I remember the hiatus between Season 22 and Season 23. The difference between then and now though is that we are getting same day broadcast in the US, along with other methods of seeing it shortly after broadcast. Back then you had to wait for the local PBS station to pick up the broadcast.
Also, it's nothing like the wait between 2003 when it was announced that Doctor Who was first coming back, and finally getting to see the story in 2005.
And I got to meet Silas Carson who voices the Ood. Very, very nice guy, and he is very tall. My wife was wearing her Doctor Who Exploding Tardis Painting shirt not even knowing Silas was a Ood. Was pretty funny. I also got to meet Jake Lloyd while there, and he is a weird cat. While with Jake, I was explaining to my son that he played the kid version of Darth Vader/Anikin Skywalker in the first movie, and that he couldn't play in the other two movies the older Anikin due to his age at the time. That is when my 8 year old daughter jumped in and said, "Even when Jake grew up, he still wouldn't be tall enough to play Vader". As soon as she said that, I turned to Jake, and he had the last one picked in kickball look on his face. I didn't even know what to say.
Dr Who owes much of its tone and form to the paradigm created by Bradbury. The last of the golden age Science Fiction authors, it's difficult to imagine what DW would be without the memes created in The Illustrated Man, Something Wicked This Way Comes, The Burning Man, and so many more.
And so it is suitably ironic that in this modern world there can be no more fitting tribute than this: http://tinyurl.com/fmrbfmrb
It could even be funnier if Richard E Grant says he's the Doctor, but can't remember if he's the 9th Doctor (Scream of the Shalka) or the tenth Doctor (Curse of Fatal Death).

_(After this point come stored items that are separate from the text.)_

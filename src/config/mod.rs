use serde::Deserialize;

#[derive(Debug, Deserialize)]
pub struct AppConfig {
    /// Server bind address (e.g., "0.0.0.0:3000"). Optional for worker processes.
    #[serde(default = "default_bind_addr")]
    pub bind_addr: String,

    /// Redis connection string for the job queue
    pub redis_url: String,

    /// Redis connection string for the status store (defaults to redis_url)
    pub status_store_url: Option<String>,

    /// Name of the job queue (also prefixes the processing and poison lists)
    #[serde(default = "default_queue_name")]
    pub queue_name: String,

    /// Request timeout for fetching articles, in seconds
    #[serde(default = "default_analysis_timeout_secs")]
    pub analysis_timeout_secs: u64,
}

fn default_bind_addr() -> String {
    "0.0.0.0:3000".to_string()
}

fn default_queue_name() -> String {
    "article_analysis_jobs".to_string()
}

fn default_analysis_timeout_secs() -> u64 {
    10
}

impl AppConfig {
    pub fn from_env() -> Result<Self, envy::Error> {
        dotenvy::dotenv().ok();
        envy::from_env()
    }

    /// Status store connection string, falling back to the queue's.
    pub fn status_store_url(&self) -> &str {
        self.status_store_url.as_deref().unwrap_or(&self.redis_url)
    }
}
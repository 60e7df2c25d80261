//! OpenAI-compatible `/v1/embeddings` backend.

use std::time::Duration;

use serde::{Deserialize, Serialize};

use crate::{BoxFuture, EmbedError, Embedder, EmbedderInfo, validate_batch};

/// Embedder backed by an OpenAI-compatible embeddings endpoint
/// (Ollama, vLLM, text-embeddings-inference, OpenAI itself).
///
/// One batch maps to one HTTP round trip. The connection is established
/// lazily on the first call; the configured timeout bounds every request, so
/// embedding calls stay cancellable from the caller's side.
pub struct HttpEmbedder {
    client: reqwest::Client,
    base_url: String,
    api_key: Option<String>,
    model: String,
    dimension: usize,
}

impl std::fmt::Debug for HttpEmbedder {
    fn fmt(&self, f: &mut std::fmt::Formatter<'_>) -> std::fmt::Result {
        f.debug_struct("HttpEmbedder")
            .field("base_url", &self.base_url)
            .field("api_key", &"<redacted>")
            .field("model", &self.model)
            .field("dimension", &self.dimension)
            .finish_non_exhaustive()
    }
}

impl HttpEmbedder {
    /// # Panics
    ///
    /// Panics if the underlying HTTP client cannot be constructed, which only
    /// happens with a broken TLS backend.
    #[must_use]
    pub fn new(mut base_url: String, model: String, dimension: usize, timeout_secs: u64) -> Self {
        while base_url.ends_with('/') {
            base_url.pop();
        }
        let client = reqwest::Client::builder()
            .connect_timeout(Duration::from_secs(30))
            .timeout(Duration::from_secs(timeout_secs))
            .user_agent(concat!("lodestone/", env!("CARGO_PKG_VERSION")))
            .build()
            .expect("default HTTP client construction must not fail");
        Self {
            client,
            base_url,
            api_key: None,
            model,
            dimension,
        }
    }

    #[must_use]
    pub fn with_api_key(mut self, api_key: String) -> Self {
        self.api_key = Some(api_key);
        self
    }

    async fn embed_batch(&self, texts: Vec<String>) -> Result<Vec<Vec<f32>>, EmbedError> {
        validate_batch(&texts)?;
        let expected = texts.len();

        let body = EmbeddingRequest {
            input: &texts,
            model: &self.model,
        };

        let mut request = self
            .client
            .post(format!("{}/v1/embeddings", self.base_url))
            .header("Content-Type", "application/json")
            .json(&body);
        if let Some(key) = &self.api_key {
            request = request.header("Authorization", format!("Bearer {key}"));
        }

        let response = request.send().await?;
        let status = response.status();
        let text = response.text().await.map_err(EmbedError::Http)?;

        if !status.is_success() {
            tracing::error!(%status, "embedding API error: {text}");
            return Err(EmbedError::Api {
                status: status.as_u16(),
                body: text,
            });
        }

        let resp: EmbeddingResponse = serde_json::from_str(&text)?;
        collect_vectors(resp, expected, self.dimension)
    }
}

/// Check a parsed response against the request: one row per input text,
/// every row at the configured dimension, rows reordered by `index`.
fn collect_vectors(
    resp: EmbeddingResponse,
    expected: usize,
    dimension: usize,
) -> Result<Vec<Vec<f32>>, EmbedError> {
    if resp.data.len() != expected {
        return Err(EmbedError::BatchLength {
            expected,
            got: resp.data.len(),
        });
    }

    // Servers may return rows out of order; `index` is authoritative.
    let mut rows = resp.data;
    rows.sort_by_key(|d| d.index);

    let mut vectors = Vec::with_capacity(rows.len());
    for row in rows {
        if row.embedding.len() != dimension {
            return Err(EmbedError::Dimension {
                expected: dimension,
                got: row.embedding.len(),
            });
        }
        vectors.push(row.embedding);
    }
    Ok(vectors)
}

impl Embedder for HttpEmbedder {
    fn embed(&self, texts: Vec<String>) -> BoxFuture<'_, Result<Vec<Vec<f32>>, EmbedError>> {
        Box::pin(self.embed_batch(texts))
    }

    fn dimension(&self) -> usize {
        self.dimension
    }

    fn model_name(&self) -> &str {
        &self.model
    }

    fn info(&self) -> EmbedderInfo {
        EmbedderInfo {
            model_name: self.model.clone(),
            dimension: self.dimension,
            backend: "http",
        }
    }
}

#[derive(Serialize)]
struct EmbeddingRequest<'a> {
    input: &'a [String],
    model: &'a str,
}

#[derive(Deserialize)]
struct EmbeddingResponse {
    data: Vec<EmbeddingData>,
}

#[derive(Deserialize)]
struct EmbeddingData {
    index: usize,
    embedding: Vec<f32>,
}

#[cfg(test)]
mod tests {
    use super::*;

    fn test_embedder() -> HttpEmbedder {
        HttpEmbedder::new("http://127.0.0.1:1/".into(), "bge-test".into(), 8, 1)
    }

    #[test]
    fn trailing_slashes_trimmed() {
        let e = test_embedder();
        assert_eq!(e.base_url, "http://127.0.0.1:1");
    }

    #[test]
    fn debug_redacts_api_key() {
        let e = test_embedder().with_api_key("secret".into());
        let dbg = format!("{e:?}");
        assert!(!dbg.contains("secret"));
        assert!(dbg.contains("bge-test"));
    }

    #[test]
    fn reports_declared_dimension() {
        let e = test_embedder();
        assert_eq!(e.dimension(), 8);
        assert_eq!(e.info().backend, "http");
    }

    #[tokio::test]
    async fn unreachable_endpoint_errors() {
        let e = test_embedder();
        let result = e.embed(vec!["hello".into()]).await;
        assert!(matches!(result, Err(EmbedError::Http(_))));
    }

    #[tokio::test]
    async fn empty_batch_rejected_before_any_io() {
        let e = test_embedder();
        let result = e.embed(vec![]).await;
        assert!(matches!(result, Err(EmbedError::EmptyBatch)));
    }

    #[test]
    fn response_rows_parse_with_index() {
        let raw = r#"{"data":[{"index":1,"embedding":[0.1]},{"index":0,"embedding":[0.2]}]}"#;
        let resp: EmbeddingResponse = serde_json::from_str(raw).unwrap();
        assert_eq!(resp.data.len(), 2);
        assert_eq!(resp.data[0].index, 1);
    }

    fn response(rows: Vec<(usize, Vec<f32>)>) -> EmbeddingResponse {
        EmbeddingResponse {
            data: rows
                .into_iter()
                .map(|(index, embedding)| EmbeddingData { index, embedding })
                .collect(),
        }
    }

    #[test]
    fn short_response_batch_rejected() {
        let resp = response(vec![(0, vec![0.0; 4])]);
        assert!(matches!(
            collect_vectors(resp, 2, 4),
            Err(EmbedError::BatchLength {
                expected: 2,
                got: 1
            })
        ));
    }

    #[test]
    fn overlong_response_batch_rejected() {
        let resp = response(vec![(0, vec![0.0; 4]), (1, vec![0.0; 4])]);
        assert!(matches!(
            collect_vectors(resp, 1, 4),
            Err(EmbedError::BatchLength {
                expected: 1,
                got: 2
            })
        ));
    }

    #[test]
    fn wrong_row_dimension_rejected() {
        let resp = response(vec![(0, vec![0.0; 4]), (1, vec![0.0; 3])]);
        assert!(matches!(
            collect_vectors(resp, 2, 4),
            Err(EmbedError::Dimension {
                expected: 4,
                got: 3
            })
        ));
    }

    #[test]
    fn out_of_order_rows_reassembled_by_index() {
        let resp = response(vec![(1, vec![1.0, 1.0]), (0, vec![0.0, 0.0])]);
        let vectors = collect_vectors(resp, 2, 2).unwrap();
        assert_eq!(vectors[0], vec![0.0, 0.0]);
        assert_eq!(vectors[1], vec![1.0, 1.0]);
    }
}
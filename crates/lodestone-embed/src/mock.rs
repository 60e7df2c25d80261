//! Test-only deterministic embedder.

use crate::{BoxFuture, EmbedError, Embedder, EmbedderInfo, validate_batch};

/// Deterministic embedder: identical text always maps to the identical
/// L2-normalized vector, so similarity-dependent tests are reproducible
/// without a model server. Vector components are drawn from a blake3 XOF
/// keyed by the text.
#[derive(Debug, Clone)]
pub struct MockEmbedder {
    dimension: usize,
    pub fail: bool,
}

impl MockEmbedder {
    #[must_use]
    pub fn new(dimension: usize) -> Self {
        Self {
            dimension,
            fail: false,
        }
    }

    #[must_use]
    pub fn failing(dimension: usize) -> Self {
        Self {
            dimension,
            fail: true,
        }
    }

    fn vector_for(&self, text: &str) -> Vec<f32> {
        let mut reader = blake3::Hasher::new().update(text.as_bytes()).finalize_xof();
        let mut bytes = vec![0u8; self.dimension * 4];
        reader.fill(&mut bytes);

        let mut vector: Vec<f32> = bytes
            .chunks_exact(4)
            .map(|b| {
                let raw = u32::from_le_bytes([b[0], b[1], b[2], b[3]]);
                // map to [-1, 1)
                (f64::from(raw) / f64::from(u32::MAX)).mul_add(2.0, -1.0) as f32
            })
            .collect();

        let norm: f32 = vector.iter().map(|x| x * x).sum::<f32>().sqrt();
        if norm > 0.0 {
            for x in &mut vector {
                *x /= norm;
            }
        }
        vector
    }
}

impl Embedder for MockEmbedder {
    fn embed(&self, texts: Vec<String>) -> BoxFuture<'_, Result<Vec<Vec<f32>>, EmbedError>> {
        Box::pin(async move {
            validate_batch(&texts)?;
            if self.fail {
                return Err(EmbedError::Other("mock embed error".into()));
            }
            Ok(texts.iter().map(|t| self.vector_for(t)).collect())
        })
    }

    fn dimension(&self) -> usize {
        self.dimension
    }

    fn model_name(&self) -> &str {
        "mock"
    }

    fn info(&self) -> EmbedderInfo {
        EmbedderInfo {
            model_name: "mock".into(),
            dimension: self.dimension,
            backend: "mock",
        }
    }
}
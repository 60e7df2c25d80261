use std::collections::HashMap;

use serde::{Deserialize, Serialize};

/// Normalized text plus source metadata, as produced by a [`DocumentLoader`].
///
/// [`DocumentLoader`]: crate::loader::DocumentLoader
#[derive(Debug, Clone, Serialize, Deserialize)]
pub struct ParsedDocument {
    pub text: String,
    pub metadata: HashMap<String, serde_json::Value>,
}

/// A bounded, overlapping slice of a document: the atomic unit of embedding
/// and retrieval. Created without an embedding; the pipeline attaches one
/// before storage.
#[derive(Debug, Clone, Serialize, Deserialize)]
pub struct DocumentChunk {
    pub content: String,
    pub metadata: HashMap<String, serde_json::Value>,
    pub embedding: Option<Vec<f32>>,
}

/// One ranked hit from a similarity search.
#[derive(Debug, Clone, Serialize, Deserialize)]
pub struct SearchResult {
    pub content: String,
    pub metadata: HashMap<String, serde_json::Value>,
    /// Cosine similarity to the query vector, descending over a result set.
    pub score: f32,
}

Or, Grant insisting he knows he's the ninth Doctor while Atkinson insists that he knows that Grant will be the regeneration after him so therefore he's the tenth Doctor, whereupon David Tennant pops in to ask if he has any say in who the tenth Doctor is.
Chris Eccleston gets caught in a time vortex and Tennant makes a reference to "Ears and nose".
They could grab the footage from http://www.youtube.com/watch?v=vXRGN8MbNIc and then use a swirly show drain as the vortex ...
Tradition, that's what makes a great show!